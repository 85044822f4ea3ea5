/// Pump dispatch readiness.
///
/// A pump can be dispatched elsewhere when it has not pumped during the
/// recent lookback window. A pump without any recent series is also
/// dispatchable: it is reported as "no data" rather than held back.

use chrono::{DateTime, Duration, FixedOffset, TimeZone, Timelike, Utc};
use serde::Serialize;

use crate::model::{ReportError, SensorContext, SeriesResult};

/// Longest accepted lookback.
pub const MAX_LOOKBACK_HOURS: u32 = 24 * 366;

#[derive(Debug, Clone, Copy, PartialEq, Eq, Serialize)]
#[serde(rename_all = "snake_case")]
pub enum PumpedRecently {
    Yes,
    No,
    NoData,
}

#[derive(Debug, Clone, PartialEq, Serialize)]
pub struct DispatchStatus {
    pub sensor_id: String,
    pub quantity_id: String,
    pub sensor_label: String,
    pub location: Option<String>,
    pub window_start: DateTime<Utc>,
    pub window_end: DateTime<Utc>,
    pub pumped_recently: PumpedRecently,
    pub has_history: bool,
    pub latest_upload: Option<DateTime<Utc>>,
    pub dispatchable: bool,
}

/// `[now - hours, now]`, both ends truncated to the whole local hour.
pub fn lookback_window(
    now: DateTime<Utc>,
    hours: u32,
    offset: FixedOffset,
) -> Result<(DateTime<Utc>, DateTime<Utc>), ReportError> {
    if hours > MAX_LOOKBACK_HOURS {
        return Err(ReportError::Config(format!(
            "dispatch lookback of {} hours exceeds {}",
            hours, MAX_LOOKBACK_HOURS
        )));
    }

    let local = now.with_timezone(&offset).naive_local();
    let end = local
        .date()
        .and_hms_opt(local.hour(), 0, 0)
        .and_then(|hour| offset.from_local_datetime(&hour).single())
        .map_or(now, |hour| hour.with_timezone(&Utc));
    let start = end
        .checked_sub_signed(Duration::hours(i64::from(hours)))
        .ok_or_else(|| {
            ReportError::Config(format!("dispatch lookback of {} hours is out of range", hours))
        })?;
    Ok((start, end))
}

pub fn assess_dispatch(
    context: &SensorContext,
    series: &SeriesResult,
    window: (DateTime<Utc>, DateTime<Utc>),
    latest_upload: Option<DateTime<Utc>>,
) -> DispatchStatus {
    let (pumped_recently, has_history) = match series {
        SeriesResult::Empty => (PumpedRecently::NoData, false),
        SeriesResult::NonEmpty(samples) if samples.iter().any(|s| s.is_active()) => {
            (PumpedRecently::Yes, true)
        }
        SeriesResult::NonEmpty(_) => (PumpedRecently::No, true),
    };

    DispatchStatus {
        sensor_id: context.sensor_id.clone(),
        quantity_id: context.quantity_id.clone(),
        sensor_label: context.sensor_label.clone(),
        location: context.location.clone(),
        window_start: window.0,
        window_end: window.1,
        pumped_recently,
        has_history,
        latest_upload,
        dispatchable: pumped_recently != PumpedRecently::Yes,
    }
}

..........

### YOUR TASK
Transcribe every entry, keeping each line exactly as it reads.

### RESULT BELOW
repository 85044822f4ea3ea5
/// Pump dispatch readiness.
///
/// A pump can be dispatched elsewhere when it has not pumped during the
/// recent lookback window. A pump without any recent series is also
/// dispatchable: it is reported as "no data" rather than held back.

use chrono::{DateTime, Duration, FixedOffset, TimeZone, Timelike, Utc};
use serde::Serialize;

use crate::model::{ReportError, SensorContext, SeriesResult};

/// Longest accepted lookback.
pub const MAX_LOOKBACK_HOURS: u32 = 24 * 366;

#[derive(Debug, Clone, Copy, PartialEq, Eq, Serialize)]
#[serde(rename_all = "snake_case")]
pub enum PumpedRecently {
    Yes,
    No,
    NoData,
}

#[derive(Debug, Clone, PartialEq, Serialize)]
pub struct DispatchStatus {
    pub sensor_id: String,
    pub quantity_id: String,
    pub sensor_label: String,
    pub location: Option<String>,
    pub window_start: DateTime<Utc>,
    pub window_end: DateTime<Utc>,
    pub pumped_recently: PumpedRecently,
    pub has_history: bool,
    pub latest_upload: Option<DateTime<Utc>>,
    pub dispatchable: bool,
}

/// `[now - hours, now]`, both ends truncated to the whole local hour.
pub fn lookback_window(
    now: DateTime<Utc>,
    hours: u32,
    offset: FixedOffset,
) -> Result<(DateTime<Utc>, DateTime<Utc>), ReportError> {
    if hours > MAX_LOOKBACK_HOURS {
        return Err(ReportError::Config(format!(
            "dispatch lookback of {} hours exceeds {}",
            hours, MAX_LOOKBACK_HOURS
        )));
    }

    let local = now.with_timezone(&offset).naive_local();
    let end = local
        .date()
        .and_hms_opt(local.hour(), 0, 0)
        .and_then(|hour| offset.from_local_datetime(&hour).single())
        .map_or(now, |hour| hour.with_timezone(&Utc));
    let start = end
        .checked_sub_signed(Duration::hours(i64::from(hours)))
        .ok_or_else(|| {
            ReportError::Config(format!("dispatch lookback of {} hours is out of range", hours))
        })?;
    Ok((start, end))
}

pub fn assess_dispatch(
    context: &SensorContext,
    series: &SeriesResult,
    window: (DateTime<Utc>, DateTime<Utc>),
    latest_upload: Option<DateTime<Utc>>,
) -> DispatchStatus {
    let (pumped_recently, has_history) = match series {
        SeriesResult::Empty => (PumpedRecently::NoData, false),
        SeriesResult::NonEmpty(samples) if samples.iter().any(|s| s.is_active()) => {
            (PumpedRecently::Yes, true)
        }
        SeriesResult::NonEmpty(_) => (PumpedRecently::No, true),
    };

    DispatchStatus {
        sensor_id: context.sensor_id.clone(),
        quantity_id: context.quantity_id.clone(),
        sensor_label: context.sensor_label.clone(),
        location: context.location.clone(),
        window_start: window.0,
        window_end: window.1,
        pumped_recently,
        has_history,
        latest_upload,
        dispatchable: pumped_recently != PumpedRecently::Yes,
    }
}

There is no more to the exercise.